Bill Frisell and the artful power of improvisation

A large crowd (and bar crew) sit in rapt attention as The Bill Frisell Trio casts its evocative spell, in the aptly atmospheric and light-blessed concert space Vivarium, on Tuesday evening. All photos by Dan Ojeda, Pabst Theater Group.

Having awoken after an evocative Bill Frisell Trio concert, a psychic analogue arose, like a forgotten fairy tale carrying you to yonder realms, enchanted yet vivid fantasia of alluring charm, amid shadows of danger, darker forces, and truths.

Wilhelm (Bill) and Jacob Grimm published their first fairy tales in 1817, hoping to find “some essential truths about the common people.” They even had a scholarly readership in mind, though eventually becoming popular worldwide. (Remember “Snow White,” “Little Red Riding Hood,” “Hansel and Gretel,” etc.”? Of course.)

Similarly, Bill’s trio comprises some of the most popular masters of jazz spell-casting. Especially in person at Vivarium Tuesday, the threesome seemed like tellers of tales mysterious and timeless, with quicksilver and wayward imaginations. Not to search out hidden “parables” in this largely instrumental music. But their sonic scenarios signify much of their artful power. Another recent review called the trio “bewitching.” They offer a few standard songs along the way, to provide signposts of familiarity.

Guitarist Bill Frisell (right) and bassist Thomas Morgan.

But much of the concert was purely improvised. The potent qualities gestate in the moderate-to-slow grooves they mainly work in, as if communing in magic tongues. Often Frisell would pick out a few curious notes that summon a “once upon a time” feel, as bassist Thomas Morgan and drummer Rudy Royston add dialogue murmur, following Frisell’s myriad harmonic overtones and quirky phrase-turns, at times slightly venomous, elsewhere whispering sweetly. It’s like a person who really thinks before he speaks, thus fragmenting his sentences into disarmingly uncertain-sounding grace notes. Yet at times the small silences work like perfectly-timed pauses for dramatic or comic effect.

The Bill Frisell Trio; (L-R) bassist Thomas Morgan, guitarist Frisell and drummer Rudy Royston; plays closely but freely, with and for each other. 

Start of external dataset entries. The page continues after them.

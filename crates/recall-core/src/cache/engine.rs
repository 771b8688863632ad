use std::collections::HashMap;
use std::time::{Duration, Instant};

use serde::Serialize;

use super::policy::EvictionPolicy;

/// Cached answer payload plus the metadata the eviction policies need.
#[derive(Debug, Clone)]
struct CacheEntry {
    question_id: i64,
    question_title: String,
    llm_answer: String,
    original_answer: String,
    score: f64,
    created: Instant,
    last_access: Instant,
    access_count: u64,
    seq: u64,
}

/// Snapshot handed out on a cache hit.
#[derive(Debug, Clone)]
pub struct CacheHit {
    pub question_id: i64,
    pub question_title: String,
    pub llm_answer: String,
    pub original_answer: String,
    pub score: f64,
    pub access_count: u64,
}

#[derive(Debug, Clone, Copy, Default, Serialize)]
pub struct CacheCounters {
    pub hits: u64,
    pub misses: u64,
    pub insertions: u64,
    pub evictions: u64,
    pub expirations: u64,
}

impl CacheCounters {
    pub fn total_lookups(&self) -> u64 {
        self.hits + self.misses
    }
}

/// Bounded in-memory cache of scored answers.
///
/// Keys are question digests (see [`super::key::question_key`]); a
/// secondary index maps `question_id` to its key so the read path can
/// resolve by id. Entries expire after `ttl` and one victim is evicted
/// per insert once `max_size` is reached, selected by `policy`.
pub struct AnswerCache {
    max_size: usize,
    policy: EvictionPolicy,
    ttl: Duration,
    entries: HashMap<String, CacheEntry>,
    by_id: HashMap<i64, String>,
    counters: CacheCounters,
    next_seq: u64,
}

impl AnswerCache {
    pub fn new(max_size: usize, policy: EvictionPolicy, ttl: Duration) -> Self {
        Self {
            max_size,
            policy,
            ttl,
            entries: HashMap::new(),
            by_id: HashMap::new(),
            counters: CacheCounters::default(),
            next_seq: 0,
        }
    }

    pub fn len(&self) -> usize {
        self.entries.len()
    }

    pub fn is_empty(&self) -> bool {
        self.entries.is_empty()
    }

    pub fn max_size(&self) -> usize {
        self.max_size
    }

    pub fn policy(&self) -> EvictionPolicy {
        self.policy
    }

    pub fn ttl(&self) -> Duration {
        self.ttl
    }

    pub fn counters(&self) -> CacheCounters {
        self.counters
    }

    /// Looks up by key, counting a hit or miss and dropping the entry if
    /// its TTL has elapsed.
    pub fn get(&mut self, key: &str) -> Option<CacheHit> {
        let now = Instant::now();
        let expired = match self.entries.get(key) {
            None => {
                self.counters.misses += 1;
                return None;
            }
            Some(e) => now.duration_since(e.created) > self.ttl,
        };
        if expired {
            self.remove_key(key);
            self.counters.expirations += 1;
            self.counters.misses += 1;
            return None;
        }

        let hit = self.entries.get_mut(key).map(|e| {
            e.access_count += 1;
            e.last_access = now;
            CacheHit {
                question_id: e.question_id,
                question_title: e.question_title.clone(),
                llm_answer: e.llm_answer.clone(),
                original_answer: e.original_answer.clone(),
                score: e.score,
                access_count: e.access_count,
            }
        });
        if hit.is_some() {
            self.counters.hits += 1;
        }
        hit
    }

    /// Looks up by `question_id` via the secondary index.
    pub fn get_by_id(&mut self, question_id: i64) -> Option<CacheHit> {
        match self.by_id.get(&question_id).cloned() {
            Some(key) => self.get(&key),
            None => {
                self.counters.misses += 1;
                None
            }
        }
    }

    /// Admits an answer. Re-inserting an existing key only bumps its
    /// counters; the cached answer stays as first seen.
    pub fn insert(
        &mut self,
        key: String,
        question_id: i64,
        question_title: &str,
        llm_answer: &str,
        original_answer: &str,
        score: f64,
    ) {
        if self.max_size == 0 {
            return; // cache disabled
        }
        let now = Instant::now();
        if let Some(e) = self.entries.get_mut(&key) {
            e.access_count += 1;
            e.last_access = now;
            // another question id may map to the same normalized text
            self.by_id.insert(question_id, key);
            return;
        }
        if self.entries.len() >= self.max_size {
            self.evict_one();
        }
        self.by_id.insert(question_id, key.clone());
        self.entries.insert(
            key,
            CacheEntry {
                question_id,
                question_title: question_title.to_string(),
                llm_answer: llm_answer.to_string(),
                original_answer: original_answer.to_string(),
                score,
                created: now,
                last_access: now,
                access_count: 1,
                seq: self.next_seq,
            },
        );
        self.next_seq += 1;
        self.counters.insertions += 1;
    }

    pub fn clear(&mut self) {
        self.entries.clear();
        self.by_id.clear();
        self.counters = CacheCounters::default();
    }

    fn remove_key(&mut self, key: &str) {
        if let Some(e) = self.entries.remove(key) {
            self.by_id.remove(&e.question_id);
        }
    }

    fn evict_one(&mut self) {
        let victim = match self.policy {
            EvictionPolicy::Lru => self
                .entries
                .iter()
                .min_by_key(|(_, e)| e.last_access)
                .map(|(k, _)| k.clone()),
            EvictionPolicy::Lfu => self
                .entries
                .iter()
                .min_by_key(|(_, e)| (e.access_count, e.seq))
                .map(|(k, _)| k.clone()),
            EvictionPolicy::Fifo => self
                .entries
                .iter()
                .min_by_key(|(_, e)| e.seq)
                .map(|(k, _)| k.clone()),
        };
        if let Some(key) = victim {
            self.remove_key(&key);
            self.counters.evictions += 1;
            tracing::debug!(policy = self.policy.as_str(), "evicted cache entry");
        }
    }
}

#[cfg(test)]
mod tests {
    use super::*;

    const TTL: Duration = Duration::from_secs(3600);

    fn cache(max: usize, policy: EvictionPolicy) -> AnswerCache {
        AnswerCache::new(max, policy, TTL)
    }

    fn put(c: &mut AnswerCache, key: &str, qid: i64) {
        c.insert(key.to_string(), qid, "title", "answer", "reference", 0.5);
    }

    #[test]
    fn hit_bumps_access_count() {
        let mut c = cache(4, EvictionPolicy::Lru);
        put(&mut c, "k1", 1);
        let first = c.get("k1").unwrap();
        let second = c.get("k1").unwrap();
        assert_eq!(first.access_count, 2);
        assert_eq!(second.access_count, 3);
        assert_eq!(c.counters().hits, 2);
    }

    #[test]
    fn miss_is_counted() {
        let mut c = cache(4, EvictionPolicy::Lru);
        assert!(c.get("absent").is_none());
        assert_eq!(c.counters().misses, 1);
    }

    #[test]
    fn lookup_by_id_resolves_through_index() {
        let mut c = cache(4, EvictionPolicy::Lru);
        put(&mut c, "k1", 42);
        let hit = c.get_by_id(42).unwrap();
        assert_eq!(hit.question_id, 42);
        assert!(c.get_by_id(7).is_none());
    }

    #[test]
    fn lru_evicts_least_recently_used() {
        let mut c = cache(2, EvictionPolicy::Lru);
        put(&mut c, "a", 1);
        put(&mut c, "b", 2);
        c.get("a"); // refresh a; b is now the LRU victim
        put(&mut c, "c", 3);
        assert!(c.get("b").is_none());
        assert!(c.get("a").is_some());
        assert!(c.get("c").is_some());
        assert_eq!(c.counters().evictions, 1);
    }

    #[test]
    fn lfu_evicts_least_frequently_used() {
        let mut c = cache(2, EvictionPolicy::Lfu);
        put(&mut c, "a", 1);
        put(&mut c, "b", 2);
        c.get("a");
        c.get("a"); // a: 3 accesses, b: 1
        put(&mut c, "c", 3);
        assert!(c.get("b").is_none());
        assert!(c.get("a").is_some());
    }

    #[test]
    fn fifo_evicts_oldest_insertion() {
        let mut c = cache(2, EvictionPolicy::Fifo);
        put(&mut c, "a", 1);
        put(&mut c, "b", 2);
        c.get("a"); // access order must not matter for FIFO
        put(&mut c, "c", 3);
        assert!(c.get("a").is_none());
        assert!(c.get("b").is_some());
    }

    #[test]
    fn expired_entry_counts_as_miss() {
        let mut c = AnswerCache::new(4, EvictionPolicy::Lru, Duration::from_millis(1));
        put(&mut c, "k1", 1);
        std::thread::sleep(Duration::from_millis(10));
        assert!(c.get("k1").is_none());
        assert_eq!(c.counters().expirations, 1);
        assert_eq!(c.counters().misses, 1);
        assert_eq!(c.len(), 0);
    }

    #[test]
    fn reinsert_keeps_first_answer() {
        let mut c = cache(4, EvictionPolicy::Lru);
        c.insert("k1".into(), 1, "t", "first", "ref", 0.9);
        c.insert("k1".into(), 1, "t", "second", "ref", 0.1);
        let hit = c.get("k1").unwrap();
        assert_eq!(hit.llm_answer, "first");
        assert_eq!(c.len(), 1);
    }

    #[test]
    fn zero_capacity_disables_the_cache() {
        let mut c = cache(0, EvictionPolicy::Lru);
        put(&mut c, "k1", 1);
        assert!(c.get("k1").is_none());
        assert_eq!(c.len(), 0);
    }

    #[test]
    fn clear_resets_entries_and_counters() {
        let mut c = cache(4, EvictionPolicy::Lru);
        put(&mut c, "k1", 1);
        c.get("k1");
        c.get("missing");
        c.clear();
        assert!(c.is_empty());
        assert_eq!(c.counters().hits, 0);
        assert_eq!(c.counters().misses, 0);
    }
}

This was a high level of artistic playing, just as it contained a childlike level of playing, of odd whimsy, either of which can be subverted at any given moment, creating small wonders and striking suspense. At times Morgan’s bass hung so close in the linear weave to be the guitarist’s breathing counterpoint of charm and tension. These musicians seem to play with and for each other, in the best sense. Royston’s drum set sat sideways, to directly face the bassist, and so master tale-spinner Frisell watched each other closely as the music spun a web of simpatico possibility. 1

The audience, in effect, overhears all this sometimes strange and wondrous creativity. One segment involved a slightly ominous descending line that Frisell hooked into a pedal loop, the instant echoing, which sometimes creates a modal raga effect, for him to musically meditate. And yet here it disappeared after two minutes, just as we began to feel it’s subtle powers. Frisell’s then modulates into a fully-formed melody sounding as familiar as one’s favorite recurring fantasy-dream, then collapses into moody cinematics that few guitarists can reach. 2

All this context occurred after a half hour had passed, and Morgan and Royston had taken the only substantial solos. Frisell possesses a kind of leadership modesty like someone far more involved in being a sonic lab scientist with fellow researchers, than making big theoretic pronouncements. Yet later he charged a sequence of rippling Hendrixian flashes and pungent power chords, in a tough but probing passage also recalling Jeff Beck, and all placed precisely in the unfolding way to truth.

Bassist Thomas Morgan

After a lovely, Charlie Haden-esque bass solo from Morgan, and some dissonant Frisell garlands, the guitarist fired up another loop pattern opening into a floating harmonic flow reminiscent of the Grateful Dead, with a crystalline asymmetric phrase ringing like vintage Jerry Garcia. Frisell’s various foot pedals, including “loopers” for the recorded-repeat effect, form a sort of extension of the creative beast in him. One is called a Jam Pedals Tube Dreamer. Perfect. At times, his innate wandering lyricism finds firmer footing and the band kicks up funk and pulsing R&B sorties.

And then the trio unfurled “Who Can I Turn To?” the haltingly beautiful Anthony Newley melody, with a lyric theme wholly befitting this lost-romantic soundscape traveler. Yet the trio really swung mid-song, lifting the mood. These days, Frisell’s hardly a lonesome cowpoke, and he smiles constantly at his fellows. “You Only Live Twice” offered a different philosophic idea, in a captivating old James Bond theme.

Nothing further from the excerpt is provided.